Aim of the exercise:
Whenever a line below includes the word "MotionContext", copy that line.

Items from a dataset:
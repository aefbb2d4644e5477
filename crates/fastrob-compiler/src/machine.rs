//! Machine motion templates
//!
//! Each supported controller gets a point-to-point and a linear move
//! template. Coordinates are printed with three decimals.

use fastrob_core::constants::DEFAULT_ORIENTATION;
use fastrob_core::Point3;
use nalgebra::UnitQuaternion;
use serde::{Deserialize, Serialize};
use std::fmt;
use std::str::FromStr;

/// Tool orientation as KUKA A/B/C angles in degrees (rotations about Z, Y, X)
#[derive(Debug, Clone, Copy, PartialEq, Serialize, Deserialize)]
pub struct Orientation {
    pub a: f64,
    pub b: f64,
    pub c: f64,
}

impl Default for Orientation {
    fn default() -> Self {
        let [a, b, c] = DEFAULT_ORIENTATION;
        Self { a, b, c }
    }
}

impl Orientation {
    pub fn new(a: f64, b: f64, c: f64) -> Self {
        Self { a, b, c }
    }

    /// Unit quaternion `[w, x, y, z]` of the ZYX rotation
    pub fn quaternion(&self) -> [f64; 4] {
        let rotation = UnitQuaternion::from_euler_angles(
            self.c.to_radians(),
            self.b.to_radians(),
            self.a.to_radians(),
        );
        let q = rotation.quaternion();
        [q.w, q.i, q.j, q.k]
    }
}

/// Settings for the ABB RAPID templates
#[derive(Debug, Clone, PartialEq, Eq, Serialize, Deserialize)]
#[serde(default)]
pub struct RapidParams {
    /// Speed data, e.g. `v100`
    pub speed: String,
    /// Zone data for linear moves, e.g. `z1`
    pub zone: String,
    /// Tool data name
    pub tool: String,
}

impl Default for RapidParams {
    fn default() -> Self {
        Self {
            speed: "v100".to_string(),
            zone: "z1".to_string(),
            tool: "tool0".to_string(),
        }
    }
}

/// Everything a template needs besides the target point
#[derive(Debug, Clone, PartialEq)]
pub struct MotionContext<'a> {
    pub orientation: Orientation,
    pub rapid: &'a RapidParams,
}

/// Target controller
#[derive(Debug, Clone, PartialEq, Eq, Hash, Default, Serialize, Deserialize)]
#[serde(from = "String", into = "String")]
pub enum Machine {
    /// KUKA KRL
    #[default]
    Kuka,
    /// ABB RAPID
    Abb,
    /// Any other identifier; produces empty move lines
    Unsupported(String),
}

impl Machine {
    /// Identifiers with a template
    pub const SUPPORTED: [&'static str; 2] = ["KUKA", "ABB"];

    /// Case-insensitive lookup; unknown names are kept as [`Machine::Unsupported`].
    pub fn from_name(name: &str) -> Self {
        match name.trim().to_uppercase().as_str() {
            "KUKA" => Self::Kuka,
            "ABB" => Self::Abb,
            _ => Self::Unsupported(name.to_string()),
        }
    }

    pub fn name(&self) -> &str {
        match self {
            Self::Kuka => "KUKA",
            Self::Abb => "ABB",
            Self::Unsupported(name) => name,
        }
    }

    pub fn is_supported(&self) -> bool {
        !matches!(self, Self::Unsupported(_))
    }

    /// Point-to-point move to `point`
    pub fn ptp(&self, point: &Point3, ctx: &MotionContext<'_>) -> String {
        match self {
            Self::Kuka => format!("PTP {}", kuka_frame(point, &ctx.orientation)),
            Self::Abb => format!(
                "MoveJ {},{},fine,{};",
                rapid_target(point, &ctx.orientation),
                ctx.rapid.speed,
                ctx.rapid.tool
            ),
            Self::Unsupported(_) => String::new(),
        }
    }

    /// Linear move to `point` with path blending
    pub fn lin(&self, point: &Point3, ctx: &MotionContext<'_>) -> String {
        match self {
            Self::Kuka => format!("LIN {} C_DIS", kuka_frame(point, &ctx.orientation)),
            Self::Abb => format!(
                "MoveL {},{},{},{};",
                rapid_target(point, &ctx.orientation),
                ctx.rapid.speed,
                ctx.rapid.zone,
                ctx.rapid.tool
            ),
            Self::Unsupported(_) => String::new(),
        }
    }
}

fn kuka_frame(p: &Point3, o: &Orientation) -> String {
    format!(
        "{{X {:.3}, Y {:.3}, Z {:.3}, A {:.3}, B {:.3}, C {:.3}}}",
        p.x, p.y, p.z, o.a, o.b, o.c
    )
}

fn rapid_target(p: &Point3, o: &Orientation) -> String {
    let [q1, q2, q3, q4] = o.quaternion();
    format!(
        "[[{:.3},{:.3},{:.3}],[{:.6},{:.6},{:.6},{:.6}],[0,0,0,0],[9E+09,9E+09,9E+09,9E+09,9E+09,9E+09]]",
        p.x, p.y, p.z, q1, q2, q3, q4
    )
}

impl fmt::Display for Machine {
    fn fmt(&self, f: &mut fmt::Formatter<'_>) -> fmt::Result {
        write!(f, "{}", self.name())
    }
}

impl FromStr for Machine {
    type Err = std::convert::Infallible;

    fn from_str(s: &str) -> Result<Self, Self::Err> {
        Ok(Self::from_name(s))
    }
}

impl From<String> for Machine {
    fn from(name: String) -> Self {
        Self::from_name(&name)
    }
}

impl From<Machine> for String {
    fn from(machine: Machine) -> Self {
        machine.name().to_string()
    }
}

Output below:
pub struct MotionContext<'a> {
    pub fn ptp(&self, point: &Point3, ctx: &MotionContext<'_>) -> String {
    pub fn lin(&self, point: &Point3, ctx: &MotionContext<'_>) -> String {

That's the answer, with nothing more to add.